Following the construction industry and related legal topics in the United States.


Friday, July 21, 2006

Public-Private Financing Now Available to Build K-12 Schools in NC

Under a bill passed Monday by the North Carolina legislature, developers would be able to build K-12 schools and lease them to local governments for decades. School districts in North Carolina can already lease buildings, but not ones that were built just for them. This legislation gives school districts another option for getting new classrooms without a bond referendum. The bill has passed the Senate and the House and now awaits the governor's signature.

Public-private partnerships to build schools have been tried in Virginia, Maryland and South Carolina in recent years, and such financing has been available at the university level in North Carolina and many other states for quite some time.
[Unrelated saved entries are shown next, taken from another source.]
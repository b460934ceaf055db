//! Runs that cannot start, and scoring failures that must not abort a run.

mod common;

use std::sync::Arc;

use async_trait::async_trait;
use common::{CostRunner, base_workflow};
use helix_core::evaluation::{EvaluatorError, EvaluatorPlugin, Scores};
use helix_core::workflow::{WorkflowResult, WorkflowStep};
use helix_core::{DurationEvaluator, EvaluatorRegistry, TelemetryBridge};
use helix_evolution::{
    EvolutionaryOptimizer, OptimizationRequest, OptimizerConfig, OptimizerError,
};

struct Unreliable;

#[async_trait]
impl EvaluatorPlugin for Unreliable {
    fn id(&self) -> &str {
        "unreliable"
    }

    fn name(&self) -> &str {
        "Unreliable"
    }

    async fn evaluate(&self, _result: &WorkflowResult) -> helix_core::evaluation::Result<Scores> {
        Err(EvaluatorError::Failed {
            evaluator: "unreliable".to_string(),
            message: "scoring backend down".to_string(),
        })
    }
}

struct Exploding;

#[async_trait]
impl EvaluatorPlugin for Exploding {
    fn id(&self) -> &str {
        "exploding"
    }

    fn name(&self) -> &str {
        "Exploding"
    }

    async fn evaluate(&self, _result: &WorkflowResult) -> helix_core::evaluation::Result<Scores> {
        panic!("evaluator bug");
    }
}

fn small() -> OptimizerConfig {
    OptimizerConfig { population_size: 4, max_generations: 2, seed: Some(9), ..OptimizerConfig::default() }
}

fn optimizer_with(evaluators: EvaluatorRegistry, telemetry: TelemetryBridge) -> EvolutionaryOptimizer {
    EvolutionaryOptimizer::new(Arc::new(CostRunner::new()), evaluators, telemetry)
}

async fn duration_only() -> EvaluatorRegistry {
    let evaluators = EvaluatorRegistry::new();
    evaluators.register(Arc::new(DurationEvaluator::new(1000.0))).await;
    evaluators
}

#[tokio::test]
async fn test_fatal_errors_are_rejected_and_reported() {
    let telemetry = TelemetryBridge::default();
    let mut rx = telemetry.subscribe();
    let optimizer = optimizer_with(duration_only().await, telemetry);
    let base = || OptimizationRequest::new(base_workflow());

    let cases = vec![
        (base().with_config(small()), OptimizerError::NoObjectives),
        (
            base()
                .with_objective("minimize_duration", 1000.0)
                .with_config(OptimizerConfig { num_islands: 0, ..small() }),
            OptimizerError::NoIslands,
        ),
        (
            base()
                .with_objective("minimize_duration", 1000.0)
                .with_config(OptimizerConfig { population_size: 1, ..small() }),
            OptimizerError::EmptyPopulation("populationSize 1 cannot fill 2 islands".to_string()),
        ),
    ];
    for (request, expected) in &cases {
        assert_eq!(optimizer.optimize(request).await.unwrap_err(), *expected);
    }

    let bad_name = base().with_objective("shorten_duration", 1.0).with_config(small());
    let negative = base().with_objective("minimize_duration", -1000.0).with_config(small());
    for request in [&bad_name, &negative] {
        assert!(matches!(
            optimizer.optimize(request).await,
            Err(OptimizerError::InvalidObjective { .. })
        ));
    }

    let mut broken = base_workflow();
    broken.steps.push(WorkflowStep::new("label", "agent"));
    let duplicate = OptimizationRequest::new(broken)
        .with_objective("minimize_duration", 1000.0)
        .with_config(small());
    assert!(matches!(
        optimizer.optimize(&duplicate).await,
        Err(OptimizerError::InvalidWorkflow(_))
    ));

    let mut errors = 0;
    while let Ok(event) = rx.try_recv() {
        assert_ne!(event.event_name, "optimization:start");
        if event.event_name == "optimization:error" {
            assert!(event.data["error"].as_str().is_some());
            errors += 1;
        }
    }
    assert_eq!(errors, 6);
}

#[tokio::test]
async fn test_no_evaluators_is_fatal() {
    let optimizer = optimizer_with(EvaluatorRegistry::new(), TelemetryBridge::default());
    let request = OptimizationRequest::new(base_workflow())
        .with_objective("minimize_duration", 1000.0)
        .with_config(small());
    assert_eq!(optimizer.optimize(&request).await.unwrap_err(), OptimizerError::NoEvaluators);
}

#[tokio::test]
async fn test_failed_evaluators_score_worst_case_without_aborting() {
    let evaluators = duration_only().await;
    evaluators.register(Arc::new(Unreliable)).await;
    evaluators.register(Arc::new(Exploding)).await;
    let optimizer = optimizer_with(evaluators, TelemetryBridge::default());
    let request = OptimizationRequest::new(base_workflow())
        .with_objective("minimize_duration", 1000.0)
        .with_objective("maximize_accuracy", 0.9)
        .with_config(small());

    let result = optimizer.optimize(&request).await.unwrap();

    assert_eq!(result.stats.total_evaluations, 4);
    let fitness = &result.global_best_fitness;
    assert_eq!(fitness.score("maximize_accuracy"), f64::NEG_INFINITY);
    let reason = &fitness.failures["maximize_accuracy"];
    assert!(reason.contains("scoring backend down"));
    assert!(reason.contains("panicked"));
    assert!(fitness.raw.contains_key("minimize_duration"));
    assert!(!fitness.raw.contains_key("maximize_accuracy"));
}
The legislation is written to effect a state-wide program. A school board could ask developers for proposals for schools in a particular area. Developers would come up with the site, design and funding. The school board and county commissioners would then select among proposals. Alternatively, a school board could ask for proposals for development of a piece of land it already owns.

Although the build-own-operate and lease system could give developers more influence over locations and designs, the school district and county commissioners still would have the final say.

Senate Bill 2009 and the new Article 37 of Chapter 115C of North Carolina General Statutes, specifically new Sections 115C-531 and 532, are available online.